`multihex.core` API reference

multihex.core is the stdlib-only engine behind the CLI, TUI, and GUI. You can import it directly to load files, build the fixed-offset comparison grid, and run exact searches in your own programs. Everything below is importable from multihex.core.

from multihex.core import (
    HexModel, HexFile, Row, Marker, load_files, hexfile_from_bytes,
    make_text_query, make_hex_query, search_files,
)

See ARCHITECTURE.md for how these pieces fit together.

Loading files

`load_files(paths) -> list[HexFile]`

Open every path for lazy, memory-mapped random access. Raises OSError on failure. Use this for real files.

`hexfile_from_bytes(data, *, name) -> HexFile`

Build a HexFile from in-memory bytes with no filesystem path. name is the display label every frontend shows regardless of its basename/path mode (the CLI uses this for stdin, with name="<stdin>"). The bytes are stored as a plain bytes buffer, so byte_at/size behave exactly like an mmap-backed file.

`class HexFile`

A single file as random-access bytes.

HexFile(path: str, data: mmap.mmap | bytes | bytearray, name: str | None = None)

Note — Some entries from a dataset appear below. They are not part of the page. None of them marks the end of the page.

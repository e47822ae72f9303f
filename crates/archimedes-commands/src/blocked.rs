//! Debouncing of dispatched command boxes.
//!
//! Once a box has been dispatched, the area it occupies stays blocked until
//! a cooldown has elapsed *and* its corners have been free of the command
//! color for a number of consecutive frames. The two countdowns run in
//! parallel; any colored corner restarts the clear streak.

use crate::segment::{any_in_band, ColorBand};
use archimedes_core::{PixelBounds, WHITE};
use image::RgbImage;
use imageproc::point::Point;
use serde::{Deserialize, Serialize};

/// Tuning of a blocked region's lifecycle.
#[derive(Clone, Copy, Debug, PartialEq, Eq, Serialize, Deserialize)]
#[serde(default)]
pub struct BlockParams {
    /// Frames a region stays blocked regardless of its content.
    pub cooldown_frames: u32,
    /// Consecutive clear-corner frames required before release.
    pub clear_frames: u32,
    /// Half-size of the corner patches, and the margin painted around the
    /// region when masking.
    pub clear_pixels: u32,
}

impl Default for BlockParams {
    fn default() -> Self {
        Self {
            cooldown_frames: 30,
            clear_frames: 5,
            clear_pixels: 10,
        }
    }
}

/// One dispatched box that must not fire again yet.
#[derive(Clone, Debug, PartialEq)]
pub struct BlockedRegion {
    corners: [Point<i32>; 4],
    bounds: PixelBounds,
    band: ColorBand,
    params: BlockParams,
    cooldown_remaining: u32,
    clear_remaining: u32,
}

impl BlockedRegion {
    pub fn new(corners: [Point<i32>; 4], band: ColorBand, params: BlockParams) -> Self {
        let bounds = PixelBounds::from_pixels(corners.iter().map(|p| (p.x, p.y)))
            .unwrap_or(PixelBounds::new(0, 0, 0, 0));
        Self {
            corners,
            bounds,
            band,
            params,
            cooldown_remaining: params.cooldown_frames,
            clear_remaining: params.clear_frames,
        }
    }

    #[inline]
    pub fn corners(&self) -> &[Point<i32>; 4] {
        &self.corners
    }

    #[inline]
    pub fn bounds(&self) -> PixelBounds {
        self.bounds
    }

    #[inline]
    pub fn band(&self) -> &ColorBand {
        &self.band
    }

    #[inline]
    pub fn cooldown_remaining(&self) -> u32 {
        self.cooldown_remaining
    }

    #[inline]
    pub fn clear_remaining(&self) -> u32 {
        self.clear_remaining
    }

    /// True when no corner patch of `image` contains a pixel of the band.
    pub fn corners_clear(&self, image: &RgbImage) -> bool {
        let r = self.margin();
        !self
            .corners
            .iter()
            .any(|c| any_in_band(image, &self.band, c.x, c.y, r))
    }

    /// Advance both countdowns by one frame.
    pub fn update(&mut self, image: &RgbImage) {
        if self.corners_clear(image) {
            self.clear_remaining = self.clear_remaining.saturating_sub(1);
        } else {
            self.clear_remaining = self.params.clear_frames;
        }
        self.cooldown_remaining = self.cooldown_remaining.saturating_sub(1);
    }

    #[inline]
    pub fn is_clear(&self) -> bool {
        self.cooldown_remaining == 0 && self.clear_remaining == 0
    }

    /// Area hidden by [`Self::mask_region`]: the bounds grown by
    /// `clear_pixels`, max edges included.
    pub fn masked_bounds(&self) -> PixelBounds {
        self.bounds.expanded(self.margin())
    }

    fn margin(&self) -> i32 {
        i32::try_from(self.params.clear_pixels).unwrap_or(i32::MAX)
    }

    /// Copy of `image` with the region painted white.
    pub fn mask_region(&self, image: &RgbImage) -> RgbImage {
        let mut out = image.clone();
        self.mask_in_place(&mut out);
        out
    }

    pub fn mask_in_place(&self, image: &mut RgbImage) {
        self.masked_bounds().fill(image, WHITE);
    }
}

/// The blocked regions owned by one command.
#[derive(Clone, Debug, Default)]
pub struct BlockedRegions {
    regions: Vec<BlockedRegion>,
}

impl BlockedRegions {
    pub fn new() -> Self {
        Self::default()
    }

    #[inline]
    pub fn len(&self) -> usize {
        self.regions.len()
    }

    #[inline]
    pub fn is_empty(&self) -> bool {
        self.regions.is_empty()
    }

    pub fn iter(&self) -> std::slice::Iter<'_, BlockedRegion> {
        self.regions.iter()
    }

    pub fn push(&mut self, region: BlockedRegion) {
        self.regions.push(region);
    }

    pub fn clear(&mut self) {
        self.regions.clear();
    }

    /// Update every region against `frame` and return a copy of the frame
    /// with all of them masked out.
    ///
    /// Regions that became clear during this update are still masked; use
    /// [`Self::release_clear`] afterwards to drop them.
    pub fn update_and_mask(&mut self, frame: &RgbImage) -> RgbImage {
        let mut masked = frame.clone();
        for region in &mut self.regions {
            region.update(frame);
            region.mask_in_place(&mut masked);
        }
        masked
    }

    /// Drop every clear region; returns how many were dropped.
    pub fn release_clear(&mut self) -> usize {
        let before = self.regions.len();
        self.regions.retain(|r| !r.is_clear());
        let released = before - self.regions.len();
        if released > 0 {
            log::debug!("released {released} blocked regions");
        }
        released
    }
}

impl<'a> IntoIterator for &'a BlockedRegions {
    type Item = &'a BlockedRegion;
    type IntoIter = std::slice::Iter<'a, BlockedRegion>;

    fn into_iter(self) -> Self::IntoIter {
        self.regions.iter()
    }
}

#[cfg(test)]
mod tests {
    use super::*;
    use crate::segment::filter_to_color;
    use image::Rgb;

    const BLUE: Rgb<u8> = Rgb([20, 40, 230]);

    fn quad(x0: i32, y0: i32, x1: i32, y1: i32) -> [Point<i32>; 4] {
        [
            Point::new(x0, y0),
            Point::new(x1, y0),
            Point::new(x1, y1),
            Point::new(x0, y1),
        ]
    }

    fn region(cooldown: u32, clear: u32) -> BlockedRegion {
        BlockedRegion::new(
            quad(20, 20, 60, 50),
            ColorBand::new(120),
            BlockParams {
                cooldown_frames: cooldown,
                clear_frames: clear,
                clear_pixels: 4,
            },
        )
    }

    fn blank() -> RgbImage {
        RgbImage::from_pixel(100, 80, Rgb([255, 255, 255]))
    }

    fn with_colored_corner() -> RgbImage {
        let mut img = blank();
        img.put_pixel(62, 48, BLUE);
        img
    }

    #[test]
    fn new_region_is_not_clear_unless_both_counts_are_zero() {
        assert!(!region(3, 3).is_clear());
        assert!(!region(0, 3).is_clear());
        assert!(!region(3, 0).is_clear());
        assert!(region(0, 0).is_clear());
    }

    #[test]
    fn clear_after_max_of_both_countdowns() {
        for (cooldown, clear) in [(3, 3), (1, 4), (6, 2), (0, 5), (5, 0)] {
            let mut r = region(cooldown, clear);
            let n = cooldown.max(clear);
            for i in 1..=n {
                r.update(&blank());
                assert_eq!(r.is_clear(), i == n, "cooldown {cooldown}, clear {clear}, update {i}");
            }
        }
    }

    #[test]
    fn three_by_three_scenario() {
        let mut r = region(3, 3);
        r.update(&blank());
        r.update(&blank());
        assert!(!r.is_clear());
        r.update(&blank());
        assert!(r.is_clear());
    }

    #[test]
    fn colored_corner_restarts_the_clear_streak() {
        let mut r = region(3, 3);
        let frames = [blank(), with_colored_corner(), blank(), blank(), blank()];
        for (i, frame) in frames.iter().enumerate() {
            r.update(frame);
            let update = i + 1;
            assert_eq!(r.is_clear(), update == 5, "update {update}");
        }
        assert_eq!(r.cooldown_remaining(), 0);
    }

    #[test]
    fn colored_pixel_outside_corner_patches_is_ignored() {
        let mut img = blank();
        // middle of the top edge, far from every corner
        img.put_pixel(40, 20, BLUE);
        let r = region(1, 1);
        assert!(r.corners_clear(&img));
        assert!(!r.corners_clear(&with_colored_corner()));
    }

    #[test]
    fn mask_then_filter_leaves_no_color() {
        let r = region(3, 3);
        let mut img = blank();
        for (x, y, px) in img.enumerate_pixels_mut() {
            *px = Rgb([(x * 7 % 256) as u8, (y * 11 % 256) as u8, ((x + y) * 13 % 256) as u8]);
        }
        let masked = r.mask_region(&img);
        let mask = filter_to_color(&masked, r.band());
        let b = r.masked_bounds();
        assert_eq!(b, PixelBounds::new(16, 64, 16, 54));
        for y in b.y_min..=b.y_max {
            for x in b.x_min..=b.x_max {
                assert_eq!(mask.get_pixel(x as u32, y as u32)[0], 0, "({x}, {y})");
            }
        }
        assert_eq!(masked.get_pixel(0, 0), img.get_pixel(0, 0));
    }

    #[test]
    fn oversized_clear_margin_covers_the_whole_frame() {
        let mut r = BlockedRegion::new(
            quad(20, 20, 60, 50),
            ColorBand::new(120),
            BlockParams {
                cooldown_frames: 1,
                clear_frames: 1,
                clear_pixels: u32::MAX,
            },
        );
        let mut frame = blank();
        frame.put_pixel(0, 0, BLUE);

        r.update(&frame);
        assert_eq!(r.clear_remaining(), 1);
        let masked = r.mask_region(&frame);
        assert!(masked.pixels().all(|p| *p == WHITE));
    }

    #[test]
    fn collection_masks_before_releasing() {
        let mut regions = BlockedRegions::new();
        regions.push(region(1, 1));
        regions.push(region(2, 1));

        let mut frame = blank();
        frame.put_pixel(40, 30, BLUE);
        let masked = regions.update_and_mask(&frame);
        assert_eq!(masked.get_pixel(40, 30), &WHITE);
        assert_eq!(regions.release_clear(), 1);
        assert_eq!(regions.len(), 1);

        regions.update_and_mask(&frame);
        assert_eq!(regions.release_clear(), 1);
        assert!(regions.is_empty());
    }
}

size -> int — length in bytes.
byte_at(offset) -> int | None — the byte value, or None past the end.
display_name(mode="basename") -> str — "basename" or "path". When name is set it is returned verbatim, ignoring mode (used for path-less inputs).

For tests or in-memory data you can construct one directly from bytes:

f = HexFile(path="synthetic", data=b"\x00\x01\x02\x03")

The comparison model

`class HexModel`

Builds rows and computes markers over a fixed offset grid (row i starts at start_offset + i * width).

HexModel(
    files: list[HexFile],
    *,
    start_offset: int = 0,
    width: int = 16,
    ref: int | None = None,      # 0-based pivot file, or None for "all agree"
    length: int | None = None,   # bound the window, or derive from largest file
)

row_count -> int
row_offset(index) -> int
index_for_offset(offset) -> int — visible row index containing offset (clamped).
locate(offset) -> tuple[int, int] | None — (row_index, column) on the grid.
build_row(index) -> Row — the row's cells and markers.

`class Row`

offset, cells (one list[int | None] per file), markers (one per column), and the convenience property has_diff.

`enum Marker`

SAME ("=="), DIFF ("!="), MISSING ("--"). format_marker(marker) returns the two-char token.

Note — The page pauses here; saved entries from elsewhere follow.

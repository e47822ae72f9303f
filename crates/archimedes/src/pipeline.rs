//! Frame-by-frame whiteboard processing.

use crate::commands::{Command, FrameReport};
use crate::markers::MarkerDetector;
use crate::region::{BoardRegionExtractor, CropError, NormalizeError, RegionError, RegionParams};
use image::RgbImage;
use std::thread;

#[cfg(feature = "tracing")]
use tracing::instrument;

/// Why a frame was not processed.
#[derive(thiserror::Error, Debug, Clone, PartialEq, Eq)]
pub enum SkipReason {
    #[error("found {found} markers, need at least {required}")]
    TooFewMarkers { found: usize, required: usize },
    #[error(transparent)]
    Normalize(NormalizeError),
    #[error(transparent)]
    Crop(CropError),
}

impl From<RegionError> for SkipReason {
    fn from(e: RegionError) -> Self {
        match e {
            RegionError::Normalize(NormalizeError::TooFewMarkers { found, required }) => {
                SkipReason::TooFewMarkers { found, required }
            }
            RegionError::Normalize(e) => SkipReason::Normalize(e),
            RegionError::Crop(e) => SkipReason::Crop(e),
        }
    }
}

/// One command's share of a processed frame.
#[derive(Debug)]
pub struct CommandReport {
    pub name: String,
    pub report: FrameReport,
}

#[derive(Debug)]
pub enum FrameOutcome {
    Skipped { reason: SkipReason },
    Processed {
        /// Size of the cropped board the commands ran on.
        board_size: (u32, u32),
        reports: Vec<CommandReport>,
    },
}

impl FrameOutcome {
    pub fn is_processed(&self) -> bool {
        matches!(self, FrameOutcome::Processed { .. })
    }

    /// Handler invocations that succeeded on this frame.
    pub fn dispatched(&self) -> usize {
        match self {
            FrameOutcome::Skipped { .. } => 0,
            FrameOutcome::Processed { reports, .. } => {
                reports.iter().map(|r| r.report.dispatched).sum()
            }
        }
    }
}

/// Camera frames in, command handler invocations out.
///
/// Frames must be fed in arrival order: every command keeps blocked-region
/// counters that advance once per processed frame.
pub struct WhiteboardPipeline<D> {
    extractor: BoardRegionExtractor<D>,
    commands: Vec<Command>,
    parallel_commands: bool,
}

impl<D: MarkerDetector> WhiteboardPipeline<D> {
    pub fn new(detector: D, params: RegionParams) -> Self {
        Self {
            extractor: BoardRegionExtractor::new(detector, params),
            commands: Vec::new(),
            parallel_commands: false,
        }
    }

    pub fn with_command(mut self, command: Command) -> Self {
        self.commands.push(command);
        self
    }

    pub fn push_command(&mut self, command: Command) {
        self.commands.push(command);
    }

    /// Run the commands of a frame on scoped threads instead of one after
    /// the other.
    pub fn with_parallel_commands(mut self, parallel: bool) -> Self {
        self.parallel_commands = parallel;
        self
    }

    pub fn commands(&self) -> &[Command] {
        &self.commands
    }

    pub fn commands_mut(&mut self) -> &mut [Command] {
        &mut self.commands
    }

    pub fn extractor(&self) -> &BoardRegionExtractor<D> {
        &self.extractor
    }

    /// Locate the board in a camera frame and run every command on it.
    ///
    /// Frames with too few markers, or whose markers do not yield a usable
    /// crop, are skipped and leave all command state untouched.
    #[cfg_attr(
        feature = "tracing",
        instrument(level = "info", skip_all, fields(width = image.width(), height = image.height()))
    )]
    pub fn process_frame(&mut self, image: &RgbImage) -> FrameOutcome {
        let markers = self.extractor.locate(image);
        if !self.extractor.normalizer().accepts(&markers) {
            let required = self.extractor.normalizer().params().min_markers.max(1);
            log::debug!(
                "skipping frame: {} markers, need {}",
                markers.len(),
                required
            );
            return FrameOutcome::Skipped {
                reason: SkipReason::TooFewMarkers {
                    found: markers.len(),
                    required,
                },
            };
        }

        let board = match self.extractor.extract_with_markers(image, &markers) {
            Ok(board) => board,
            Err(e) => {
                log::debug!("skipping frame: {e}");
                return FrameOutcome::Skipped { reason: e.into() };
            }
        };

        let reports = self.process_normalized(&board.image);
        FrameOutcome::Processed {
            board_size: board.image.dimensions(),
            reports,
        }
    }

    /// Run every command on an already normalized and cropped board.
    pub fn process_normalized(&mut self, board: &RgbImage) -> Vec<CommandReport> {
        if !self.parallel_commands || self.commands.len() < 2 {
            return self
                .commands
                .iter_mut()
                .map(|cmd| CommandReport {
                    name: cmd.name().to_owned(),
                    report: cmd.process(board),
                })
                .collect();
        }

        thread::scope(|s| {
            let handles: Vec<_> = self
                .commands
                .iter_mut()
                .map(|cmd| {
                    s.spawn(move || CommandReport {
                        name: cmd.name().to_owned(),
                        report: cmd.process(board),
                    })
                })
                .collect();
            handles
                .into_iter()
                .map(|h| match h.join() {
                    Ok(report) => report,
                    Err(panic) => std::panic::resume_unwind(panic),
                })
                .collect()
        })
    }
}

model = HexModel([HexFile("a", b"ABC"), HexFile("b", b"ABX")])
row = model.build_row(0)
[m.value for m in row.markers[:3]]   # ['==', '==', '!=']

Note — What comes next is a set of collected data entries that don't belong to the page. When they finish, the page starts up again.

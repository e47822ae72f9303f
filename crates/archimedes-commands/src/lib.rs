//! Colored command boxes on a normalized whiteboard frame.
//!
//! A command is a pen color plus an action. Per frame, [`dispatch_frame`]
//! masks out the boxes that already fired and are still blocked, segments
//! the frame with the command's [`ColorBand`], extracts four-cornered
//! outlines, runs the [`CommandHandler`] on each new box and blocks it.
//!
//! Hue, saturation and value use the OpenCV 8-bit scale (hue in `[0, 180)`).

mod blocked;
mod command;
mod dispatch;
mod handler;
mod polygon;
mod rectangles;
mod segment;

pub use blocked::{BlockParams, BlockedRegion, BlockedRegions};
pub use command::{detect_command_boxes, CommandBox, CommandParams};
pub use dispatch::{dispatch_frame, Command, FrameReport, HandlerFailure};
pub use handler::{CommandHandler, HandlerError};
pub use polygon::approximate_closed_polygon;
pub use rectangles::{clean_mask, find_rectangular_boxes, sigma_for_kernel, BoxDetectParams};
pub use segment::{any_in_band, filter_to_color, BandError, ColorBand, MASK_ON};

pub use imageproc::point::Point;
//! Hue/saturation/value band segmentation.

use archimedes_core::{hue_distance, rgb_to_hsv, Hsv, HUE_RANGE};
use image::{GrayImage, Luma, RgbImage};
use serde::{Deserialize, Serialize};

#[cfg(feature = "tracing")]
use tracing::instrument;

/// Mask value of an in-band pixel.
pub const MASK_ON: u8 = 255;

#[derive(thiserror::Error, Debug, Clone, Copy, PartialEq, Eq)]
pub enum BandError {
    #[error("target hue {0} outside [0, 180)")]
    HueOutOfRange(u8),
    #[error("min_saturation must be positive, otherwise white and grey count as colored")]
    ZeroSaturationFloor,
}

/// A hue window with saturation and value floors, on the OpenCV 8-bit
/// scale.
///
/// A pixel is in the band when its hue is within `tol_hue` of `target_hue`
/// on the wrapped hue circle (both ends inclusive) and its saturation and
/// value reach the floors. With `target_hue = 5, tol_hue = 35` the band
/// covers hues `150..=179` and `0..=40`.
#[derive(Clone, Copy, Debug, PartialEq, Eq, Serialize, Deserialize)]
pub struct ColorBand {
    pub target_hue: u8,
    #[serde(default = "default_tol_hue")]
    pub tol_hue: u8,
    #[serde(default = "default_min_saturation")]
    pub min_saturation: u8,
    #[serde(default = "default_min_value")]
    pub min_value: u8,
}

fn default_tol_hue() -> u8 {
    35
}

fn default_min_saturation() -> u8 {
    10
}

fn default_min_value() -> u8 {
    50
}

impl ColorBand {
    /// Band around `target_hue` with default tolerance and floors.
    pub fn new(target_hue: u8) -> Self {
        Self {
            target_hue,
            tol_hue: default_tol_hue(),
            min_saturation: default_min_saturation(),
            min_value: default_min_value(),
        }
    }

    pub fn with_tolerance(mut self, tol_hue: u8) -> Self {
        self.tol_hue = tol_hue;
        self
    }

    pub fn with_floors(mut self, min_saturation: u8, min_value: u8) -> Self {
        self.min_saturation = min_saturation;
        self.min_value = min_value;
        self
    }

    pub fn validate(&self) -> Result<(), BandError> {
        if i32::from(self.target_hue) >= HUE_RANGE {
            return Err(BandError::HueOutOfRange(self.target_hue));
        }
        if self.min_saturation == 0 {
            return Err(BandError::ZeroSaturationFloor);
        }
        Ok(())
    }

    #[inline]
    pub fn contains(&self, px: Hsv) -> bool {
        px.s >= self.min_saturation
            && px.v >= self.min_value
            && hue_distance(i32::from(px.h), i32::from(self.target_hue)) <= i32::from(self.tol_hue)
    }
}

/// Binary mask of the pixels of `image` inside `band` (255 in band, 0
/// elsewhere).
#[cfg_attr(
    feature = "tracing",
    instrument(level = "debug", skip(image), fields(width = image.width(), height = image.height()))
)]
pub fn filter_to_color(image: &RgbImage, band: &ColorBand) -> GrayImage {
    GrayImage::from_fn(image.width(), image.height(), |x, y| {
        let on = band.contains(rgb_to_hsv(*image.get_pixel(x, y)));
        Luma([if on { MASK_ON } else { 0 }])
    })
}

/// Whether any pixel of the inclusive square `[cx - r, cx + r]²` lies in
/// `band`. The square is clipped to the image.
pub fn any_in_band(image: &RgbImage, band: &ColorBand, cx: i32, cy: i32, r: i32) -> bool {
    let (w, h) = (image.width() as i32, image.height() as i32);
    let x0 = cx.saturating_sub(r).max(0);
    let x1 = cx.saturating_add(r).min(w - 1);
    let y0 = cy.saturating_sub(r).max(0);
    let y1 = cy.saturating_add(r).min(h - 1);
    (y0..=y1).any(|y| {
        (x0..=x1).any(|x| band.contains(rgb_to_hsv(*image.get_pixel(x as u32, y as u32))))
    })
}

#[cfg(test)]
mod tests {
    use super::*;
    use image::Rgb;

    fn single(px: Rgb<u8>) -> RgbImage {
        RgbImage::from_pixel(1, 1, px)
    }

    fn set_at_hue(band: &ColorBand, hue: u8) -> bool {
        let img = single(Hsv::new(hue, 255, 255).to_rgb());
        filter_to_color(&img, band).get_pixel(0, 0)[0] == MASK_ON
    }

    #[test]
    fn hue_band_edges_are_inclusive() {
        let band = ColorBand::new(120);
        for h in [85, 120, 155] {
            assert!(set_at_hue(&band, h), "hue {h} should be in band");
        }
        for h in [84, 156] {
            assert!(!set_at_hue(&band, h), "hue {h} should be out of band");
        }
    }

    #[test]
    fn band_below_zero_wraps_to_the_top_of_the_range() {
        let band = ColorBand::new(5);
        for h in [0, 5, 40, 150, 179] {
            assert!(set_at_hue(&band, h), "hue {h} should be in band");
        }
        for h in [41, 149] {
            assert!(!set_at_hue(&band, h), "hue {h} should be out of band");
        }
    }

    #[test]
    fn band_above_max_wraps_to_zero() {
        let band = ColorBand::new(175).with_tolerance(10);
        for h in [165, 179, 0, 5] {
            assert!(set_at_hue(&band, h), "hue {h} should be in band");
        }
        for h in [6, 164] {
            assert!(!set_at_hue(&band, h), "hue {h} should be out of band");
        }
    }

    #[test]
    fn saturation_and_value_floors_are_inclusive() {
        let band = ColorBand::new(0).with_floors(10, 51);
        // v = 51, s = round(2 * 255 / 51) = 10, h = 0
        assert_eq!(rgb_to_hsv(Rgb([51, 49, 49])), Hsv::new(0, 10, 51));
        assert!(band.contains(rgb_to_hsv(Rgb([51, 49, 49]))));
        // one unit below the value floor
        assert!(!band.contains(rgb_to_hsv(Rgb([50, 48, 48]))));
        // saturation 5
        assert!(!band.contains(rgb_to_hsv(Rgb([51, 50, 50]))));
    }

    #[test]
    fn white_is_never_in_a_valid_band() {
        for hue in [0, 30, 60, 120, 179] {
            let band = ColorBand::new(hue).with_floors(1, 0);
            band.validate().expect("valid");
            let white = filter_to_color(&single(Rgb([255, 255, 255])), &band);
            assert_eq!(white.get_pixel(0, 0)[0], 0);
        }
    }

    #[test]
    fn validation_rejects_bad_bands() {
        assert_eq!(
            ColorBand::new(180).validate(),
            Err(BandError::HueOutOfRange(180))
        );
        assert_eq!(
            ColorBand::new(60).with_floors(0, 50).validate(),
            Err(BandError::ZeroSaturationFloor)
        );
        assert!(ColorBand::new(60).validate().is_ok());
    }

    #[test]
    fn band_defaults_apply_when_deserializing() {
        let band: ColorBand = serde_json::from_str(r#"{"target_hue": 60}"#).expect("parse");
        assert_eq!(band, ColorBand::new(60));
        assert_eq!((band.tol_hue, band.min_saturation, band.min_value), (35, 10, 50));
    }

    #[test]
    fn corner_patch_is_clipped_to_the_image() {
        let mut img = RgbImage::from_pixel(10, 10, Rgb([255, 255, 255]));
        img.put_pixel(9, 9, Rgb([0, 0, 255]));
        let band = ColorBand::new(120);
        assert!(any_in_band(&img, &band, 12, 12, 3));
        assert!(!any_in_band(&img, &band, 12, 12, 2));
        assert!(!any_in_band(&img, &band, 0, 0, 5));
    }
}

`enum ByteClass` / `classify_byte(value) -> ByteClass`

Display-only classification of a single byte value (or None for missing) into a coarse class, used by the frontends to drive optional byte-class highlighting. This is data only — the core never emits ANSI, Qt, or Rich/Textual styles; frontends map a ByteClass to their own colors.

MISSING — value is None (a byte past a file's end).
ZERO — 0x00.
WHITESPACE — 0x09, 0x0a, 0x0b, 0x0c, 0x0d, 0x20 (space included).
PRINTABLE_ASCII — 0x21–0x7e (space is WHITESPACE, not printable).
OTHER — everything else (e.g. 0x7f, 0x80, 0xff).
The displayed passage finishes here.